Your objective -> Look through the records below for the line with "-> Result<Vec<RawDetection>, DetectionError>" and the line with "let rows = rows", then return those lines and all lines between, exactly.

Record set ->
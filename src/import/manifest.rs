//! Content of an import envelope: the date window and the statement files it draws from.

use std::path::{Path, PathBuf};

use chrono::NaiveDate;
use serde::{Deserialize, Serialize};
use serde_json::Value;

use crate::{
    calendar::Timespan,
    errors::{CalendarError, ImportError},
    storage::{Format, Vid},
    utils::fs as fsx,
};

pub const IMPORT_FORMAT_ID: &str = "bankviz-import";
pub const IMPORT_FORMAT_VERSION: Vid = Vid::new(0, 1, 0);

/// Date layout inside the envelope.
pub const MANIFEST_DATE_FORMAT: &str = "%Y/%m/%d";

/// Date window plus statement sources. Source paths are kept resolved (absolute).
#[derive(Debug, Clone, Default, PartialEq, Eq)]
pub struct ImportManifest {
    pub begin: Option<NaiveDate>,
    pub end: Option<NaiveDate>,
    pub files: Vec<PathBuf>,
}

#[derive(Debug, Serialize, Deserialize)]
struct RawManifest {
    begin: String,
    end: String,
    #[serde(default)]
    files: Vec<PathBuf>,
}

impl ImportManifest {
    pub fn is_valid(&self) -> bool {
        self.begin.is_some() && self.end.is_some()
    }

    /// The window, `None` while either end is unset.
    pub fn timespan(&self) -> Result<Option<Timespan>, CalendarError> {
        match (self.begin, self.end) {
            (Some(begin), Some(end)) => Timespan::new(begin, end).map(Some),
            _ => Ok(None),
        }
    }

    /// Decodes envelope content, resolving `files` against the envelope's directory.
    pub fn from_value(raw: Value, source: &Path) -> Result<Self, String> {
        let raw: RawManifest = serde_json::from_value(raw).map_err(|err| err.to_string())?;
        let begin = parse_manifest_date(&raw.begin)?;
        let end = parse_manifest_date(&raw.end)?;
        Timespan::new(begin, end).map_err(|err| err.to_string())?;
        let base = source.parent().unwrap_or_else(|| Path::new(""));
        Ok(Self {
            begin: Some(begin),
            end: Some(end),
            files: raw
                .files
                .into_iter()
                .map(|file| if file.is_absolute() { file } else { base.join(file) })
                .collect(),
        })
    }

    /// Encodes for `destination`, storing files relative to its directory when they live under it.
    pub fn to_value(&self, destination: &Path) -> Result<Value, ImportError> {
        let (Some(begin), Some(end)) = (self.begin, self.end) else {
            return Err(ImportError::TimespanNotSet);
        };
        Timespan::new(begin, end)?;
        let base = fsx::absolute(destination.parent().unwrap_or_else(|| Path::new("")));
        let raw = RawManifest {
            begin: begin.format(MANIFEST_DATE_FORMAT).to_string(),
            end: end.format(MANIFEST_DATE_FORMAT).to_string(),
            files: self
                .files
                .iter()
                .map(|file| fsx::relative_to(&fsx::absolute(file), &base))
                .collect(),
        };
        serde_json::to_value(raw).map_err(|err| ImportError::Persistence(err.into()))
    }

    /// The `bankviz-import` envelope format.
    pub fn format() -> Format {
        Format::new(
            IMPORT_FORMAT_ID,
            IMPORT_FORMAT_VERSION,
            |raw, _, source| ImportManifest::from_value(raw, source),
            |manifest: &ImportManifest, destination| manifest.to_value(destination),
        )
    }
}

fn parse_manifest_date(raw: &str) -> Result<NaiveDate, String> {
    NaiveDate::parse_from_str(raw.trim(), MANIFEST_DATE_FORMAT)
        .map_err(|_| format!("invalid date `{raw}` (expected YYYY/MM/DD)"))
}
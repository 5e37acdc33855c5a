// Copyright (c) 2025 Fabstir
// SPDX-License-Identifier: BUSL-1.1
use axum::{extract::State, Json};
use serde::{Deserialize, Serialize};

use crate::api::http_server::AppState;

pub const SERVICE_NAME: &str = "Product Detector API";

#[derive(Debug, Clone, Serialize, Deserialize, PartialEq)]
pub struct RootResponse {
    pub message: String,
    pub status: String,
    pub model_loaded: bool,
}

#[derive(Debug, Clone, Serialize, Deserialize, PartialEq)]
pub struct HealthResponse {
    /// `healthy` or `model not loaded`
    pub status: String,
    pub model_path: String,
}

/// GET /api/
pub async fn root_handler(State(state): State<AppState>) -> Json<RootResponse> {
    Json(RootResponse {
        message: SERVICE_NAME.to_string(),
        status: "online".to_string(),
        model_loaded: state.detector.is_available(),
    })
}

/// GET /api/health
pub async fn health_handler(State(state): State<AppState>) -> Json<HealthResponse> {
    let status = if state.detector.is_available() {
        "healthy"
    } else {
        "model not loaded"
    };

    Json(HealthResponse {
        status: status.to_string(),
        model_path: state.detector.model_path().to_string(),
    })
}
// Copyright (c) 2025 Fabstir
// SPDX-License-Identifier: BUSL-1.1
//! Detection endpoint handlers

use std::sync::Arc;
use std::time::Instant;

use axum::{extract::State, Json};
use axum_extra::extract::multipart::{Multipart, MultipartRejection};
use tracing::{debug, info, warn};

use super::request::{read_upload, rejected_upload};
use super::response::DetectResponse;
use crate::api::errors::ApiError;
use crate::api::http_server::AppState;
use crate::vision::{
    decode_image_bytes, format_detections, Detector, ImageDimensions, Visualizer,
};

/// POST /api/detect - Detect products in an uploaded image
///
/// # Request
/// Multipart form with the image in the `file` field.
///
/// # Response
/// - `success`: always `true`
/// - `image_dimensions`: decoded width and height in pixels
/// - `detections`: boxes in original pixel space, confidence, class id and name
/// - `total_detections`: number of entries in `detections`
///
/// # Errors
/// - 500 `Model not loaded`: no detector, checked before the upload is read
/// - 400 `Error processing image: ...`: undecodable upload or inference failure
/// - 400 `Error processing image: ...`: body is not `multipart/form-data`
/// - 413: body over the upload limit
/// - 422: no `file` field
pub async fn detect_handler(
    State(state): State<AppState>,
    multipart: Result<Multipart, MultipartRejection>,
) -> Result<Json<DetectResponse>, ApiError> {
    process_upload(state, multipart, false).await.map(Json)
}

/// POST /api/detect/visualize - Detect and return an annotated preview
///
/// Same as [`detect_handler`], plus `visualized_image`: the input with boxes
/// and labels drawn, as a `data:image/jpeg;base64,...` URI.
pub async fn detect_visualize_handler(
    State(state): State<AppState>,
    multipart: Result<Multipart, MultipartRejection>,
) -> Result<Json<DetectResponse>, ApiError> {
    process_upload(state, multipart, true).await.map(Json)
}

async fn process_upload(
    state: AppState,
    multipart: Result<Multipart, MultipartRejection>,
    visualize: bool,
) -> Result<DetectResponse, ApiError> {
    let started = Instant::now();

    // 1. Availability, before the upload is touched
    let detector = state.detector.detector().map_err(|e| {
        warn!("Detection request rejected: {}", e);
        ApiError::from(e)
    })?;

    // 2. Read the upload exactly once
    let mut multipart = multipart.map_err(|rejection| {
        let e = rejected_upload(rejection);
        warn!("Upload rejected: {}", e);
        e
    })?;
    let upload = read_upload(&mut multipart).await.map_err(|e| {
        warn!("Upload rejected: {}", e);
        e
    })?;

    // 3. CPU-bound work off the async runtime
    let visualizer = visualize.then(|| Arc::clone(&state.visualizer));
    let response = tokio::task::spawn_blocking(move || {
        run_pipeline(&*detector, visualizer.as_deref(), &upload.bytes)
    })
    .await
    .map_err(|e| ApiError::InternalError(format!("detection task failed: {}", e)))?
    .map_err(|e| {
        warn!("Detection failed: {}", e);
        e
    })?;

    info!(
        "Detection complete: {} objects, {}x{}, visualized={}, {}ms",
        response.result.total_detections,
        response.result.image_dimensions.width,
        response.result.image_dimensions.height,
        visualize,
        started.elapsed().as_millis()
    );

    Ok(response)
}

/// Decode, detect, format and optionally render one image
///
/// Any failing step aborts the whole pipeline; nothing partial is returned.
pub fn run_pipeline(
    detector: &dyn Detector,
    visualizer: Option<&Visualizer>,
    bytes: &[u8],
) -> Result<DetectResponse, ApiError> {
    let (image, image_info) = decode_image_bytes(bytes)?;
    debug!(
        "Decoded image: {}x{} {:?}, {} bytes",
        image_info.width, image_info.height, image_info.format, image_info.size_bytes
    );

    let output = detector.infer(&image)?;
    debug!("{} returned {} detections", detector.name(), output.detections.len());

    let dimensions = ImageDimensions {
        width: image.width(),
        height: image.height(),
    };
    let result = format_detections(&output.detections, &output.catalog, dimensions)?;

    let visualized_image = match visualizer {
        Some(visualizer) => Some(
            visualizer
                .render(&image, &output.detections, &output.catalog)?
                .to_data_uri(),
        ),
        None => None,
    };

    Ok(DetectResponse::new(result, visualized_image))
}
// Version information for the Product Detector service

/// Full version string with feature description
pub const VERSION: &str = "v0.1.0-yolov5-detection-2025-11-03";

/// Semantic version number
pub const VERSION_NUMBER: &str = env!("CARGO_PKG_VERSION");

/// Build date
pub const BUILD_DATE: &str = "2025-11-03";

/// Get formatted version string for logging
pub fn get_version_string() -> String {
    format!("Product Detector {} ({})", VERSION_NUMBER, BUILD_DATE)
}
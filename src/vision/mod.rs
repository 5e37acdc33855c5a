// Copyright (c) 2025 Fabstir
// SPDX-License-Identifier: BUSL-1.1
//! Vision processing for the detection service
//!
//! This module provides:
//! - Upload decoding into RGB pixel buffers
//! - Object detection behind the `Detector` trait (YOLOv5 via ONNX Runtime)
//! - Formatting of detections into the response schema
//! - Annotated JPEG previews
//!
//! Everything runs on CPU.

pub mod detection;
pub mod formatter;
pub mod image_utils;
pub mod model_manager;
pub mod visualizer;

pub use detection::{
    BoundingBox, ClassCatalog, DetectionError, Detector, DetectorOutput, RawDetection,
    YoloConfig, YoloDetector,
};
pub use formatter::{format_detections, DetectionResult, FormatError, ImageDimensions};
pub use image_utils::{decode_image_bytes, detect_format, ImageError, ImageInfo, PixelBuffer};
pub use model_manager::DetectorHandle;
pub use visualizer::{VisualizationArtifact, VisualizeError, Visualizer};
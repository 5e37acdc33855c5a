// Copyright (c) 2025 Fabstir
// SPDX-License-Identifier: BUSL-1.1
pub mod api;
pub mod config;
pub mod version;
pub mod vision;

pub use api::{create_app, start_server, AppState};
pub use config::Config;
pub use vision::{Detector, DetectorHandle, Visualizer};
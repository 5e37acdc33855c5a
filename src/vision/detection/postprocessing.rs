// Copyright (c) 2025 Fabstir
// SPDX-License-Identifier: BUSL-1.1
//! Turns raw YOLOv5 prediction rows into [`RawDetection`] values

use ndarray::{ArrayViewD, Axis, Ix2};

use super::preprocessing::LetterboxInfo;
use super::{BoundingBox, DetectionError, RawDetection};

/// Number of leading values per row before the class scores:
/// cx, cy, w, h, objectness
const ROW_PREFIX: usize = 5;

/// Parse a `[1, N, 5 + C]` (or `[N, 5 + C]`) prediction tensor
///
/// Score is objectness times the best class score. Rows scoring below
/// `confidence_threshold` are dropped. Boxes stay in tensor space.
pub fn decode_predictions(
    output: ArrayViewD<f32>,
    confidence_threshold: f32,
) -> Result<Vec<RawDetection>, DetectionError> {
    let rows = match output.ndim() {
        3 if output.shape()[0] == 1 => output.index_axis_move(Axis(0), 0),
        2 => output,
        _ => {
            return Err(DetectionError::Inference(format!(
                "unexpected model output shape {:?}, expected [1, N, 5 + classes]",
                output.shape()
            )))
        }
    };
    let rows = rows
        .into_dimensionality::<Ix2>()
        .map_err(|e| DetectionError::Inference(e.to_string()))?;

    if rows.ncols() <= ROW_PREFIX {
        return Err(DetectionError::Inference(format!(
            "model output rows have {} values, expected at least {}",
            rows.ncols(),
            ROW_PREFIX + 1
        )));
    }

    let mut detections = Vec::new();
    for row in rows.axis_iter(Axis(0)) {
        let objectness = row[4];
        if objectness < confidence_threshold {
            continue;
        }

        let Some((class_id, class_score)) = row
            .iter()
            .skip(ROW_PREFIX)
            .copied()
            .enumerate()
            .reduce(|best, next| if next.1 > best.1 { next } else { best })
        else {
            continue;
        };

        let confidence = objectness * class_score;
        if confidence < confidence_threshold || !confidence.is_finite() {
            continue;
        }

        let (cx, cy, w, h) = (row[0], row[1], row[2], row[3]);
        detections.push(RawDetection {
            bbox: BoundingBox::new(cx - w / 2.0, cy - h / 2.0, cx + w / 2.0, cy + h / 2.0),
            confidence,
            class_id,
        });
    }

    Ok(detections)
}

/// Class-aware non maximum suppression
///
/// Output is sorted by descending confidence and truncated to `max_detections`.
pub fn non_maximum_suppression(
    mut detections: Vec<RawDetection>,
    iou_threshold: f32,
    max_detections: usize,
) -> Vec<RawDetection> {
    detections.sort_by(|a, b| b.confidence.total_cmp(&a.confidence));

    let mut keep: Vec<RawDetection> = Vec::new();
    for candidate in detections {
        if keep.len() >= max_detections {
            break;
        }
        let suppressed = keep.iter().any(|kept| {
            kept.class_id == candidate.class_id
                && kept.bbox.intersection_over_union(&candidate.bbox) > iou_threshold
        });
        if !suppressed {
            keep.push(candidate);
        }
    }
    keep
}

/// Map boxes from tensor space back to original pixels, clipped to the image
pub fn restore_coordinates(detections: &mut [RawDetection], info: &LetterboxInfo) {
    let max_x = info.original_width as f32;
    let max_y = info.original_height as f32;

    for detection in detections.iter_mut() {
        let (x1, y1) = info.restore(detection.bbox.x1, detection.bbox.y1);
        let (x2, y2) = info.restore(detection.bbox.x2, detection.bbox.y2);
        detection.bbox = BoundingBox::new(
            x1.clamp(0.0, max_x),
            y1.clamp(0.0, max_y),
            x2.clamp(0.0, max_x),
            y2.clamp(0.0, max_y),
        );
    }
}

Response to this task ->
) -> Result<Vec<RawDetection>, DetectionError> {
    let rows = match output.ndim() {
        3 if output.shape()[0] == 1 => output.index_axis_move(Axis(0), 0),
        2 => output,
        _ => {
            return Err(DetectionError::Inference(format!(
                "unexpected model output shape {:?}, expected [1, N, 5 + classes]",
                output.shape()
            )))
        }
    };
    let rows = rows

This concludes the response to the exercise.